Escrever fácil é difícil, mas não precisa ser

Desde que comecei a trabalhar na Espiral e, consequentemente, com acessibilidade digital, tenho um desafio diário: escrever de uma maneira fácil.

#PraCegoVer #PraTodosVerem: gif animado em plano detalhe de uma mão fazendo anotações em um caderno pautado

Mas como produzir conteúdo em texto de forma simples, sem ser simplória? Nas aulas de jornalismo, principalmente nas de redação, a regra é clara: lide (o que, quem, onde, como, quando e por quê), ordem direta (sujeito + verbo + predicado), voz ativa, palavras conhecidas.

Acontece que, na prática, a teoria é outra. Escrever para um veículo, empresa ou figura pública faz com que o jornalista aprenda a não se apegar aos seus textos. Essa é a sua principal característica: entender que o texto a ser publicado deve servir ao público, e não a ele. Mas, vez ou outra, é possível servir aos dois.

A acessibilidade entra na história quando pensamos nas deficiências e, em especial, nas cognitivas. Imagine uma pessoa com dislexia. Eu te ajudo: pense no Tom Cruise. O ator é disléxico e não consegue memorizar roteiros escritos. Por isso, ele conta com pessoas para lerem os roteiros, gravando-os em áudio para que ele possa ouvi-los.

#PraCegoVer #PraTodosVerem gif animado do sapo Caco, dos Muppets, datilografando descontroladamente em uma máquina de escrever

Nem todos têm uma equipe para gravar todos os textos em áudio. Por isso, os produtores de conteúdo devem pensar em se comunicar de uma forma fácil.

Como fazer isso? É difícil no começo, mas, com algumas boas práticas, tudo fará mais sentido. Até para o Tom Cruise.

1. Evite frases ou parágrafos muito extensos;
Vinicius de Moraes explicou isso da melhor forma possível: “Uma frase longa não é nada mais que duas curtas.”

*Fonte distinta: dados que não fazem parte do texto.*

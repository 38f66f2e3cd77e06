use crate::config::EdgeCorrection;

/// Maps a lag between the two microphones to an arrival angle in degrees.
#[derive(Debug, Clone, Copy)]
pub struct AngleMapper {
    speed_of_sound: f64,
    mic_distance: f64,
    correction: EdgeCorrection,
}

impl AngleMapper {
    pub fn new(speed_of_sound: f64, mic_distance: f64, correction: EdgeCorrection) -> Self {
        Self {
            speed_of_sound,
            mic_distance,
            correction,
        }
    }

    pub fn cos_theta(&self, lag: isize, rate: f64) -> f64 {
        let delta_t = lag as f64 / rate;
        self.speed_of_sound * delta_t / self.mic_distance
    }

    /// Angle for a raw cosine, with the end-fire branches compressed.
    pub fn angle_from_cos(&self, cos_theta: f64) -> f64 {
        let EdgeCorrection {
            threshold,
            scale,
            offset,
            slope,
        } = self.correction;

        let argument = if cos_theta > threshold {
            1.0 - scale * (offset - slope * cos_theta).exp()
        } else if cos_theta < -threshold {
            -1.0 + scale * (offset + slope * cos_theta).exp()
        } else {
            cos_theta
        };
        argument.clamp(-1.0, 1.0).acos().to_degrees().clamp(0.0, 180.0)
    }

    pub fn angle_deg(&self, lag: isize, rate: f64) -> f64 {
        self.angle_from_cos(self.cos_theta(lag, rate))
    }
}

#[cfg(test)]
mod tests {
    use super::*;
    use approx::assert_relative_eq;

    const RATE: f64 = 705_600.0;

    fn mapper() -> AngleMapper {
        AngleMapper::new(343.0, 0.1, EdgeCorrection::default())
    }

    #[test]
    fn zero_lag_is_broadside() {
        assert_relative_eq!(mapper().angle_deg(0, RATE), 90.0, epsilon = 1e-12);
    }

    #[test]
    fn opposite_lags_sum_to_half_turn() {
        let mapper = mapper();
        for lag in -500..=500 {
            let sum = mapper.angle_deg(lag, RATE) + mapper.angle_deg(-lag, RATE);
            assert_relative_eq!(sum, 180.0, epsilon = 1e-9);
        }
    }

    #[test]
    fn angles_stay_within_half_turn() {
        let mapper = mapper();
        for lag in -2000..=2000 {
            let angle = mapper.angle_deg(lag, RATE);
            assert!((0.0..=180.0).contains(&angle), "lag {} gave {}", lag, angle);
        }
    }

    #[test]
    fn published_branches_nearly_meet_at_threshold() {
        let mapper = mapper();
        let eps = 1e-9;
        let inner = mapper.angle_from_cos(0.995);
        let outer = mapper.angle_from_cos(0.995 + eps);
        assert!((inner - outer).abs() < 0.5);
        let inner = mapper.angle_from_cos(-0.995);
        let outer = mapper.angle_from_cos(-0.995 - eps);
        assert!((inner - outer).abs() < 0.5);
    }

    #[test]
    fn continuous_correction_is_exact_at_threshold() {
        let mapper = AngleMapper::new(343.0, 0.1, EdgeCorrection::continuous(0.995, 10.92, 32.16));
        let eps = 1e-12;
        assert_relative_eq!(
            mapper.angle_from_cos(0.995),
            mapper.angle_from_cos(0.995 + eps),
            epsilon = 1e-6
        );
        assert_relative_eq!(
            mapper.angle_from_cos(-0.995),
            mapper.angle_from_cos(-0.995 - eps),
            epsilon = 1e-6
        );
    }

    #[test]
    fn end_fire_lag_is_compressed() {
        // 206 samples at 705.6 kHz is just past the physical maximum.
        let angle = mapper().angle_deg(206, RATE);
        assert!(angle > 4.0 && angle < 6.0, "got {}", angle);
        assert!(mapper().angle_deg(100_000, RATE) < 1e-3);
    }
}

2. Verifique se o uso de repetições de termos pode atrapalhar a fluência do texto;
Palavras iguais muito próximas, em uma mesma frase ou parágrafo, tornam o texto cansativo. Além disso, podem ser uma barreira para leitores de tela (usados por cegos) e avatares de Libras (surdos).

3. Prefira o uso da ordem direta e voz ativa nas orações;
Quando estiver em dúvida, pense nos seguintes exemplos: “Escrevo melhor por usar frases curtas” e “Frases curtas são melhor escritas”.  A segunda opção não causa estranheza? É porque não soa natural, mesmo sendo gramaticalmente correta.

4. Opte por palavras menos rebuscadas e mais conhecidas (exceção: sites ou publicações focadas em conteúdo específico);
Defenestrar? Esquife? Discente? Jogar pela janela. Caixão.  Aluno.

5. Evite o uso de figuras de linguagem;
“Nunca mais devo usar uma figura de linguagem, então?” Não é isso, mas leve em consideração o público. Pense em um leitor com algum grau de autismo ou outra deficiência intelectual, por exemplo. Algumas orações podem ser o gatilho para uma crise. Pessoas com TEA (Transtorno do Espectro Autista) interpretam algumas frases no sentido literal e podem ficar agitadas ao ler ou ouvir que alguém está “preso à mesa do trabalho o dia todo”, “morto de fome” ou “infartando de ansiedade”.

6. Fuja do “clique aqui”;
O texto dos links deve indicar claramente o destino da navegação – e não deve abrir o conteúdo em uma nova janela. Prefira: “Para mais informações, acesse a área para empresas” (a URL deve estar em “área para empresas”).

7. Não utilizar termos como “portador de deficiência”;
O mesmo vale para “portador de necessidades especiais” ou “deficiente”. Escreva  “pessoa com deficiência” ou citar a deficiência em si (cego, surdo etc.).

 

INDICAÇÃO DE LEITURA:

#PraCegoVer #PraTodosVerem Gif animado de uma bibliotecária entregando um livro para uma menina com franjas que sorri

 Como escrever bem: o clássico manual americano de escrita jornalística e de não ficção/ Williamzinsser; tradução Bernardo Ajzenberg. – São Paulo: Três Estrelas, 2017.


*Elsa Villon é jornalista e especialista em Mídia, Informação e Cultura, além de especialista em acessibilidade de conteúdo digital na Espiral Interativa.